Le teorie di Kentler sono da alcuni anni oggetto di una profonda revisione, dopo essere state ritenute la base di un controverso esperimento sociale condotto dallo stesso Kentler e autorizzato e sostenuto finanziariamente dal Senato di Berlino nei primi anni Settanta. L’esperimento portò numerosi bambini e ragazzi – perlopiù orfani e indigenti minorenni – a essere dati in affidamento in case-famiglia gestite da adulti pedofili in diversi quartieri della città.

Nel 2015, a seguito di una richiesta di indagini da parte del Senato di Berlino, la politologa Teresa Nentwig, dell’Istituto per la ricerca sulla democrazia di Göttingen, è stata incaricata di condurre ricerche più approfondite sugli abusi subiti per anni dai bambini e ragazzi affidati ai pedofili e sui legami tra Kentler e l’ente statale tedesco per l’assistenza e la tutela dei minori (Jugendamt). Sandra Scheeres, a capo della Commissione del Senato per l’Istruzione, la Gioventù e la Famiglia, ha definito l’“esperimento Kentler” «un crimine sotto la responsabilità dello Stato».

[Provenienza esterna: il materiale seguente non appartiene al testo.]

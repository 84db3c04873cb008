use crate::config::AppConfig;
use actix_web::cookie::{Cookie, SameSite};
use jsonwebtoken::{DecodingKey, EncodingKey, Header, Validation, decode, encode};
use serde::{Deserialize, Serialize};

pub const REFRESH_TOKEN_COOKIE: &str = "refresh_token";

// JWT Claims 结构体
#[derive(Debug, Clone, Serialize, Deserialize)]
pub struct Claims {
    pub sub: String,        // Subject (用户名)
    pub role: String,       // 用户角色
    pub token_type: String, // token类型: "access" 或 "refresh"
    pub exp: usize,         // Expiration time (时间戳)
    pub iat: usize,         // Issued at (签发时间)
}

// Token 响应结构体
#[derive(Debug, Serialize, Deserialize)]
pub struct TokenPair {
    pub access_token: String,
    pub refresh_token: String,
}

pub struct JwtUtils;

impl JwtUtils {
    // 获取 JWT 密钥
    fn get_secret() -> String {
        AppConfig::get().jwt.secret.clone()
    }

    // 生成 Access Token
    pub fn generate_access_token(
        username: &str,
        role: &str,
    ) -> Result<String, jsonwebtoken::errors::Error> {
        let config = AppConfig::get();
        Self::generate_token_with_expiry(
            username,
            role,
            "access",
            chrono::Duration::minutes(config.jwt.access_token_expiry),
        )
    }

    // 生成 Refresh Token
    pub fn generate_refresh_token(
        username: &str,
        role: &str,
        token_expiry: Option<chrono::Duration>,
    ) -> Result<String, jsonwebtoken::errors::Error> {
        let config = AppConfig::get();
        match token_expiry {
            Some(expiry) => Self::generate_token_with_expiry(username, role, "refresh", expiry),
            None => Self::generate_token_with_expiry(
                username,
                role,
                "refresh",
                chrono::Duration::days(config.jwt.refresh_token_expiry),
            ),
        }
    }

    // 生成带自定义过期时间的 Token
    pub fn generate_token_with_expiry(
        username: &str,
        role: &str,
        token_type: &str,
        expiry_duration: chrono::Duration,
    ) -> Result<String, jsonwebtoken::errors::Error> {
        let now = chrono::Utc::now();
        let expiration = now + expiry_duration;

        let claims = Claims {
            sub: username.to_string(),
            role: role.to_string(),
            token_type: token_type.to_string(),
            exp: expiration.timestamp() as usize,
            iat: now.timestamp() as usize,
        };

        let secret = Self::get_secret();
        let encoding_key = EncodingKey::from_secret(secret.as_ref());

        encode(&Header::default(), &claims, &encoding_key)
    }

    // 生成完整的 Token 响应（包含 access 和 refresh token）
    pub fn generate_token_pair(
        username: &str,
        role: &str,
        refresh_token_expiry: Option<chrono::Duration>,
    ) -> Result<TokenPair, jsonwebtoken::errors::Error> {
        let access_token = Self::generate_access_token(username, role)?;
        let refresh_token = Self::generate_refresh_token(username, role, refresh_token_expiry)?;

        Ok(TokenPair {
            access_token,
            refresh_token,
        })
    }

    // 验证 JWT token
    pub fn verify_token(token: &str) -> Result<Claims, jsonwebtoken::errors::Error> {
        let secret = Self::get_secret();
        let decoding_key = DecodingKey::from_secret(secret.as_ref());
        let validation = Validation::default();

        decode::<Claims>(token, &decoding_key, &validation).map(|token_data| token_data.claims)
    }

    // 验证 token 是否为指定类型
    pub fn verify_token_type(
        token: &str,
        expected_type: &str,
    ) -> Result<Claims, jsonwebtoken::errors::Error> {
        let claims = Self::verify_token(token)?;
        if claims.token_type != expected_type {
            return Err(jsonwebtoken::errors::Error::from(
                jsonwebtoken::errors::ErrorKind::InvalidToken,
            ));
        }
        Ok(claims)
    }

    // 验证 Access Token
    pub fn verify_access_token(token: &str) -> Result<Claims, jsonwebtoken::errors::Error> {
        Self::verify_token_type(token, "access")
    }

    // 验证 Refresh Token
    pub fn verify_refresh_token(token: &str) -> Result<Claims, jsonwebtoken::errors::Error> {
        Self::verify_token_type(token, "refresh")
    }

    pub fn decode_token(token: &str) -> Result<Claims, jsonwebtoken::errors::Error> {
        let secret = Self::get_secret();
        let decoding_key = DecodingKey::from_secret(secret.as_ref());
        let validation = Validation::default();

        decode::<Claims>(token, &decoding_key, &validation).map(|token_data| token_data.claims)
    }

    // 创建 refresh token 的 HttpOnly cookie
    pub fn create_refresh_token_cookie<'a>(refresh_token: &'a str) -> Cookie<'a> {
        let config = AppConfig::get();
        Cookie::build(REFRESH_TOKEN_COOKIE, refresh_token)
            .path("/api/v1/auth")
            .http_only(true)
            .secure(config.is_production())
            .same_site(SameSite::Strict)
            .finish()
    }
}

Parlando con Nentwig e con una persona vittima di abusi di nome Marco, il New Yorker ha recentemente ricostruito la storia di Kentler e dei suoi legami con una vasta rete di pedofili che presero parte all’esperimento, con l’approvazione di almeno una parte delle istituzioni coinvolte. I molti punti oscuri di questa storia sono oggi oggetto di discussioni e anche di strumentalizzazioni politiche in parlamento, oltre che di un dibattito esteso nell’opinione pubblica.

L’infanzia di Marco
Marco – un uomo di 38 anni, sposato e padre di due figli – ha raccontato che un giorno, nel 2017, riconobbe in un articolo di giornale la fotografia di Kentler, scoprendo soltanto in quell’occasione che era stato un importante e rispettato professore dell’Università di Hannover. Per Marco, cresciuto in affidamento fino all’età di ventuno anni in casa di un ingegnere chiamato Fritz Henkel, Kentler era una faccia conosciuta soltanto per le conversazioni che da bambino aveva ogni tanto con lui. Era lo stesso Henkel a portare periodicamente Marco e il suo fratello adottivo, Sven, a casa di Kentler.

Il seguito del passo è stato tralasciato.